4) Alokasi Biaya Departemen Penunjang


Alokasi biaya departemen penunjang memisahkan biaya produksi yang dikeluarkan
perusahaan menjadi biaya untuk masing-masing departemen. Terdapat dua jenis
departemen yang mengeluarkan biaya produksi, yaitu:
1) Departemen produksi merupakan departemen yang terlibat langsung dalam proses
produksi perusahaan, seperti departemen perakitan, departemen pengecatan,
departemen penyelesaian dan lain sebagainya.
2) Departemen penunjang (support department) yang merupakan departemen yang
tidak terlibat langsung dalam proses produksi, namun ini dibentuk untuk
menunjang kelancaran kegiatan pada departemen produksi.

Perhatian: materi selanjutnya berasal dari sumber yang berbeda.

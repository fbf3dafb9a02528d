//! In-memory cluster double for tests

use crate::cluster::{ClusterClient, ObjectRef, PodIdentity};
use crate::error::{Result, StoreError};
use async_trait::async_trait;
use k8s_openapi::api::core::v1::{Container, EnvVar, Pod, PodSpec};
use k8s_openapi::apimachinery::pkg::apis::meta::v1::ObjectMeta;
use parking_lot::Mutex;
use serde_json::Value;
use std::collections::HashMap;

#[derive(Debug, Default)]
struct Recorded {
    pods: HashMap<PodIdentity, Pod>,
    pod_patches: Vec<(PodIdentity, Value)>,
    object_patches: Vec<(ObjectRef, Value)>,
    get_pod_calls: usize,
    conflicts_remaining: u32,
    fail_get_pod: bool,
}

/// `kube` client whose requests never leave the process
///
/// Every call is answered with an empty `404 Not Found`.
pub fn offline_kube_client(default_namespace: &str) -> kube::Client {
    let service = tower::service_fn(|_request: http::Request<kube::client::Body>| async {
        let mut response = http::Response::new(kube::client::Body::empty());
        *response.status_mut() = http::StatusCode::NOT_FOUND;
        Ok::<_, std::convert::Infallible>(response)
    });
    kube::Client::new(service, default_namespace)
}

/// [`ClusterClient`] that records every patch instead of sending it
#[derive(Debug, Default)]
pub struct RecordingClusterClient {
    state: Mutex<Recorded>,
}

impl RecordingClusterClient {
    /// Create an empty cluster
    pub fn new() -> Self {
        Self::default()
    }

    /// Add a pod whose first container carries `env`
    pub fn add_pod(&self, identity: &PodIdentity, env: Vec<(&str, &str)>) {
        let pod = Pod {
            metadata: ObjectMeta {
                name: Some(identity.name.clone()),
                namespace: Some(identity.namespace.clone()),
                ..Default::default()
            },
            spec: Some(PodSpec {
                containers: vec![Container {
                    name: "main".to_string(),
                    env: Some(
                        env.into_iter()
                            .map(|(name, value)| EnvVar {
                                name: name.to_string(),
                                value: Some(value.to_string()),
                                ..Default::default()
                            })
                            .collect(),
                    ),
                    ..Default::default()
                }],
                ..Default::default()
            }),
            ..Default::default()
        };
        self.state.lock().pods.insert(identity.clone(), pod);
    }

    /// Make `get_pod` fail until switched back
    pub fn set_fail_get_pod(&self, fail: bool) {
        self.state.lock().fail_get_pod = fail;
    }

    /// Answer the next `count` patches with a conflict
    pub fn conflict_next(&self, count: u32) {
        self.state.lock().conflicts_remaining = count;
    }

    /// Strategic merge patches applied to pods
    pub fn pod_patches(&self) -> Vec<(PodIdentity, Value)> {
        self.state.lock().pod_patches.clone()
    }

    /// JSON Patches applied to other objects
    pub fn object_patches(&self) -> Vec<(ObjectRef, Value)> {
        self.state.lock().object_patches.clone()
    }

    /// Number of `get_pod` calls
    pub fn get_pod_calls(&self) -> usize {
        self.state.lock().get_pod_calls
    }

    fn take_conflict(state: &mut Recorded) -> Result<()> {
        if state.conflicts_remaining > 0 {
            state.conflicts_remaining -= 1;
            return Err(StoreError::Conflict(
                "the object has been modified".to_string(),
            ));
        }
        Ok(())
    }
}

#[async_trait]
impl ClusterClient for RecordingClusterClient {
    async fn get_pod(&self, pod: &PodIdentity) -> Result<Pod> {
        let mut state = self.state.lock();
        state.get_pod_calls += 1;
        if state.fail_get_pod {
            return Err(StoreError::kube("connection refused"));
        }
        state
            .pods
            .get(pod)
            .cloned()
            .ok_or_else(|| StoreError::kube(format!("pods \"{}\" not found", pod.name)))
    }

    async fn patch_pod(&self, pod: &PodIdentity, patch: &Value) -> Result<()> {
        let mut state = self.state.lock();
        Self::take_conflict(&mut state)?;
        state.pod_patches.push((pod.clone(), patch.clone()));
        Ok(())
    }

    async fn patch_object(&self, target: &ObjectRef, patch: &json_patch::Patch) -> Result<()> {
        let mut state = self.state.lock();
        Self::take_conflict(&mut state)?;
        state
            .object_patches
            .push((target.clone(), serde_json::to_value(patch)?));
        Ok(())
    }
}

Contoh dari
departemen ini adalah departemen pemeliharaan mesin.

Semua biaya yang dikeluarkan oleh departemen produksi akan dibebankan ke


produk, karena departemen tersebut memang langsung terlibat dalam proses produksi,
sedangkan biaya yang dikeluarkan oleh departemen penunjang tidak bisa secara langsung
dibebankan ke produk, namun harus dibebankan terlebih dahulu ke departemen produksi,
baru kemudian dibebankan pada masing-masing produk.

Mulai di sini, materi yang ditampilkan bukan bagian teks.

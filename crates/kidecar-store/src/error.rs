//! Error types for storage operations

use std::fmt;

/// Result type for storage operations
pub type Result<T> = std::result::Result<T, StoreError>;

/// Placeholder resolution errors
#[derive(Debug, Clone, PartialEq, Eq, thiserror::Error)]
pub enum TemplateError {
    /// Scope is neither `SELF` nor `POD`
    #[error("unknown variable scope: {0}")]
    UnknownScope(String),

    /// Variable absent from the selected scope
    #[error("variable {name} not found in {scope} scope")]
    VariableNotFound {
        /// Scope that was searched
        scope: String,
        /// Variable name
        name: String,
    },

    /// The placeholder pattern failed to compile
    #[error("invalid placeholder pattern: {0}")]
    Pattern(String),
}

/// Storage errors
#[derive(Debug, thiserror::Error)]
pub enum StoreError {
    /// No backend is registered for the tag
    #[error("Unknown storage type: {0}")]
    UnknownStorageType(String),

    /// Backend setup failed; the next resolution retries it
    #[error("Failed to set up {storage} storage: {message}")]
    StorageInitFailed {
        /// Storage type tag
        storage: String,
        /// Underlying failure
        message: String,
    },

    /// Backend used before setup
    #[error("Storage {0} is not initialized")]
    NotInitialized(String),

    /// Storage config failed validation
    #[error("Invalid storage config: {0}")]
    InvalidConfig(String),

    /// Placeholder resolution failed
    #[error("Template error: {0}")]
    Template(#[from] TemplateError),

    /// Metric value does not parse as a float
    #[error("Non-numeric metric data: {0:?}")]
    NonNumericData(String),

    /// Current pod identity or object is unavailable
    #[error("Current pod unavailable: {0}")]
    CurrentPod(String),

    /// Optimistic concurrency conflict
    #[error("Conflict: {0}")]
    Conflict(String),

    /// Any other cluster API failure
    #[error("Kubernetes API error: {0}")]
    Kube(String),

    /// Metric registry failure
    #[error("Metric error: {0}")]
    Metric(String),

    /// Serialization error
    #[error("Serialization error: {0}")]
    Serialization(#[from] serde_json::Error),

    /// Conflict retries ran out
    #[error("Gave up after {attempts} attempts: {source}")]
    RetriesExhausted {
        /// Attempts made
        attempts: u32,
        /// Last error
        #[source]
        source: Box<StoreError>,
    },
}

impl StoreError {
    /// Create a new setup failure error
    pub fn init_failed(storage: impl fmt::Display, msg: impl fmt::Display) -> Self {
        Self::StorageInitFailed {
            storage: storage.to_string(),
            message: msg.to_string(),
        }
    }

    /// Create a new invalid config error
    pub fn invalid_config(msg: impl fmt::Display) -> Self {
        Self::InvalidConfig(msg.to_string())
    }

    /// Create a new cluster API error
    pub fn kube(msg: impl fmt::Display) -> Self {
        Self::Kube(msg.to_string())
    }

    /// Create a new metric error
    pub fn metric(msg: impl fmt::Display) -> Self {
        Self::Metric(msg.to_string())
    }

    /// Whether this is an optimistic concurrency conflict
    pub fn is_conflict(&self) -> bool {
        matches!(self, StoreError::Conflict(_))
    }
}

impl From<prometheus::Error> for StoreError {
    fn from(err: prometheus::Error) -> Self {
        StoreError::metric(err)
    }
}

Pembebanan biaya departemen penunjang ke departemen produksi dapat dilakukan
dengan tiga cara, yaitu:
1) Direct method merupakan metode yang sesama departemen penunjang dianggap
tidak saling melayani, sehingga semua biaya yang dikeluarkan departemen
penunjang langsung akan dibebankan pada departemen produksi.
2) Step Down method dalam metode ini departemen penunjang diasumsikan
melayani departemen penunjang lainnya, namun hubungan tersebut bersifat satu

9
arah. Misalkan jika departemen administrasi pabrik dianggap melayani
departemen pemeliharaan mesin, maka departemen pemeliharaan mesin dianggap
tidak melayani departemen administrasi pabrik, meskipun pada kenyataannya jika
ada kerusakan pada beberapa mesin fotokopi yang terdapat dalam departemen
administrasi pabrik, maka departemen yang memperbaiki adalah departemen
pemeliharaan mesin.
3) Reciprocal Method mengasumsikan keadaan yang sebenarnya. Jika departemen
penunjang yang ada dalam perusahaan memang saling melayani dan pelayanan
tersebut dilakukan secara dua arah, maka perhitungan alokasi biaya akan
mengasumsikan terdapat pembebanan dua arah.

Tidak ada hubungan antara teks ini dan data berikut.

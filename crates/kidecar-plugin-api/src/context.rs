//! Execution context for a running plugin

use crate::error::PluginError;
use tokio::sync::mpsc;
use tokio_util::sync::CancellationToken;

/// Error raised by a plugin while running
#[derive(Debug)]
pub struct PluginFailure {
    /// Name of the failing plugin
    pub plugin: String,

    /// What went wrong
    pub error: PluginError,
}

/// Scope handed to [`Plugin::start`](crate::Plugin::start)
///
/// Carries the cancellation signal for the plugin's tasks and the host's
/// shared error channel. Clones share both.
#[derive(Debug, Clone)]
pub struct PluginContext {
    plugin: String,
    cancel: CancellationToken,
    failures: mpsc::UnboundedSender<PluginFailure>,
}

impl PluginContext {
    /// Create a new plugin context
    pub fn new(
        plugin: impl Into<String>,
        cancel: CancellationToken,
        failures: mpsc::UnboundedSender<PluginFailure>,
    ) -> Self {
        Self {
            plugin: plugin.into(),
            cancel,
            failures,
        }
    }

    /// Name of the plugin this context belongs to
    pub fn plugin_name(&self) -> &str {
        &self.plugin
    }

    /// Token cancelled when the host shuts the plugin down
    pub fn cancellation_token(&self) -> &CancellationToken {
        &self.cancel
    }

    /// Wait until the plugin is asked to stop
    pub async fn cancelled(&self) {
        self.cancel.cancelled().await
    }

    /// Whether the plugin was asked to stop
    pub fn is_cancelled(&self) -> bool {
        self.cancel.is_cancelled()
    }

    /// Report a fatal error from a background task
    ///
    /// Returns `false` if the host is no longer listening.
    pub fn report(&self, error: PluginError) -> bool {
        self.failures
            .send(PluginFailure {
                plugin: self.plugin.clone(),
                error,
            })
            .is_ok()
    }
}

Alokasi dengan mempergunakan ketiga cara tersebut akan menghasilkan angka
yang berbeda. Dari penjelasan sebelumnya, terlihat jelas bahwa metode alokasi
reciprocal akan lebih akurat dibandingkan dengan kedua metode lainnya. Jika demikian
mengapa metode alokasi direct dan step down juga diperbolehkan walaupun hasilnya
kurang akurat. Hal itu dikarenakan pada akhirnya perhitungan biaya produksi per unit yang
dibebankan ke produk juga tidak akurat. Hasil alokasi dari biaya departemen penunjang
akan dibebankan pada departemen produksi sebagai penambahan biaya overhead pabrik
yang benar-benar dikeluarkan oleh departemen produksi tersebut ditambah dengan biaya
yang merupakan hasil alokasi dari departemen penunjang. Seperti yang telah diketahui
sebelumnya, biaya overhead pabrik akan dialokasikan secara tradisional dengan
mempergunakan dasar unit produksi, biaya buruh langsung, dan seterusnya. Hasil alokasi
biaya seperti itu tidak akan menghasilkan pembebanan yang akurat pada masing-masing
produknya.
Dengan demikian, meskipun pembebanan biaya departemen penunjang ke
departemen produksi dilakukan secara akurat dengan mempergunakan metode reciprocal
tetapi pembebanan biaya departemen produksi ke masing-masing produk yang tidak akurat.
Jika hasil akhir dari perhitungan biaya produksi adalah tidak akurat, maka juga
diperbolehkan pembebanan biaya departemen penunjang yang tidak akurat.